Aburg Rapid Prototype said:


> Most definitely. I will also convert it into a solid model too.


a few months ago I had something I really wanted to get 3D scanned, but for the life of me now I can't recall what it was. 

aging sucks... aches pains are one thing, but boy deteriorating memory is the worst. I'm sure that I did not get the part scanned so there need is still there.


----------



## Aburg Rapid Prototype (Nov 21, 2022)

TorontoBuilder said:


> a few months ago I had something I really wanted to get 3D scanned, but for the life of me now I can't recall what it was.
> 
> aging sucks... aches pains are one thing, but boy deteriorating memory is the worst. I'm sure that I did not get the part scanned so there need is still there.


For me, the never-ending list keeps getting bigger and bigger. Seems I have enough work now to the spring just shuffling stuff around to make a few extra feet of workspace.. CAD is much easier than actually moving 3000 pound machines.


----------



## TorontoBuilder (Nov 21, 2022)

Aburg Rapid Prototype said:


> For me, the never-ending list keeps getting bigger and bigger. Seems I have enough work now to the spring just shuffling stuff around to make a few extra feet of workspace.. CAD is much easier than actually moving 3000 pound machines.
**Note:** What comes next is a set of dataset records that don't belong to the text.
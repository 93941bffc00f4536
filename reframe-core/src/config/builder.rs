// ============================================================================
// reframe-core/src/config/builder.rs
// ============================================================================
//
// CONFIGURATION BUILDER: Builder Pattern for CoreConfig
//
// Fluent API for assembling a CoreConfig. Every field starts at its default,
// so callers only name what they change.

use std::path::PathBuf;

use super::CoreConfig;

/// Builder for creating CoreConfig instances.
///
/// # Examples
///
/// ```rust
/// use reframe_core::config::CoreConfigBuilder;
///
/// let config = CoreConfigBuilder::new()
///     .execution_threads(2)
///     .frame_processors(["color_invert"])
///     .keep_audio(false)
///     .build();
/// assert_eq!(config.frame_processors, vec!["color_invert".to_string()]);
/// ```
#[derive(Debug, Clone, Default)]
pub struct CoreConfigBuilder {
    config: CoreConfig,
}

impl CoreConfigBuilder {
    /// Creates a new CoreConfigBuilder with default values.
    pub fn new() -> Self {
        Self::default()
    }

    /// Sets the worker pool size used during frame dispatch.
    pub fn execution_threads(mut self, threads: usize) -> Self {
        self.config.execution_threads = threads;
        self
    }

    /// Sets the backend identifiers shown alongside progress.
    pub fn execution_providers<I, S>(mut self, providers: I) -> Self
    where
        I: IntoIterator<Item = S>,
        S: Into<String>,
    {
        self.config.execution_providers = providers.into_iter().map(Into::into).collect();
        self
    }

    /// Sets the memory budget (in GB) shown alongside progress.
    pub fn max_memory_gb(mut self, gb: u64) -> Self {
        self.config.max_memory_gb = Some(gb);
        self
    }

    /// Sets the ffmpeg video encoder.
    ///
    /// # Arguments
    ///
    /// * `encoder` - Any encoder name ffmpeg accepts for `-c:v`
    pub fn video_encoder(mut self, encoder: impl Into<String>) -> Self {
        self.config.video_encoder = encoder.into();
        self
    }

    /// Sets the CRF value for the reassembled video.
    pub fn video_quality(mut self, crf: u8) -> Self {
        self.config.video_quality = crf;
        self
    }

    /// Sets the ffmpeg `-loglevel` value.
    pub fn ffmpeg_log_level(mut self, level: impl Into<String>) -> Self {
        self.config.ffmpeg_log_level = level.into();
        self
    }

    pub fn keep_fps(mut self, keep: bool) -> Self {
        self.config.keep_fps = keep;
        self
    }

    pub fn keep_audio(mut self, keep: bool) -> Self {
        self.config.keep_audio = keep;
        self
    }

    pub fn keep_frames(mut self, keep: bool) -> Self {
        self.config.keep_frames = keep;
        self
    }

    /// Sets the processors requested at startup, in application order.
    pub fn frame_processors<I, S>(mut self, names: I) -> Self
    where
        I: IntoIterator<Item = S>,
        S: Into<String>,
    {
        self.config.frame_processors = names.into_iter().map(Into::into).collect();
        self
    }

    pub fn ffmpeg_path(mut self, path: PathBuf) -> Self {
        self.config.ffmpeg_path = path;
        self
    }

    pub fn ffprobe_path(mut self, path: PathBuf) -> Self {
        self.config.ffprobe_path = path;
        self
    }

    pub fn models_dir(mut self, path: PathBuf) -> Self {
        self.config.models_dir = path;
        self
    }

    /// Aborts a job once more than `ratio` of its frames fail in one processor.
    pub fn max_failed_frame_ratio(mut self, ratio: f64) -> Self {
        self.config.max_failed_frame_ratio = Some(ratio);
        self
    }

    pub fn clean_on_failure(mut self, clean: bool) -> Self {
        self.config.clean_on_failure = clean;
        self
    }

    pub fn show_progress(mut self, show: bool) -> Self {
        self.config.show_progress = show;
        self
    }

    /// Builds the CoreConfig.
    pub fn build(self) -> CoreConfig {
        self.config
    }
}

#[cfg(test)]
mod tests {
    use super::*;

    #[test]
    fn test_builder_overrides_only_named_fields() {
        let config = CoreConfigBuilder::new()
            .execution_threads(2)
            .video_quality(30)
            .max_failed_frame_ratio(0.25)
            .build();

        let defaults = CoreConfig::default();
        assert_eq!(config.execution_threads, 2);
        assert_eq!(config.video_quality, 30);
        assert_eq!(config.max_failed_frame_ratio, Some(0.25));
        assert_eq!(config.video_encoder, defaults.video_encoder);
        assert_eq!(config.keep_audio, defaults.keep_audio);
    }
}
I hear yah, I'd much rather do cad than move machines. I had to move a few this year


----------



## Crosche (Nov 22, 2022)

Greetings from Calgary and welcome to the forum! Congrats on semi-retirement with a new shop; as with many things...it's not the size, but how you use it 

Cheers,
Chad


----------



## Engmaxx (Nov 24, 2022)

Welcome from Newmarket!


----------



## LenVW (Nov 26, 2022)

Welcome from Kitchener, ON.
I have a few friends who work for Dainty Rice in Windsor.
One for sure . . . lives on the edge of Amherstburg.


----------



## Hruul (Dec 22, 2022)

Welcome from Regina SK.


----------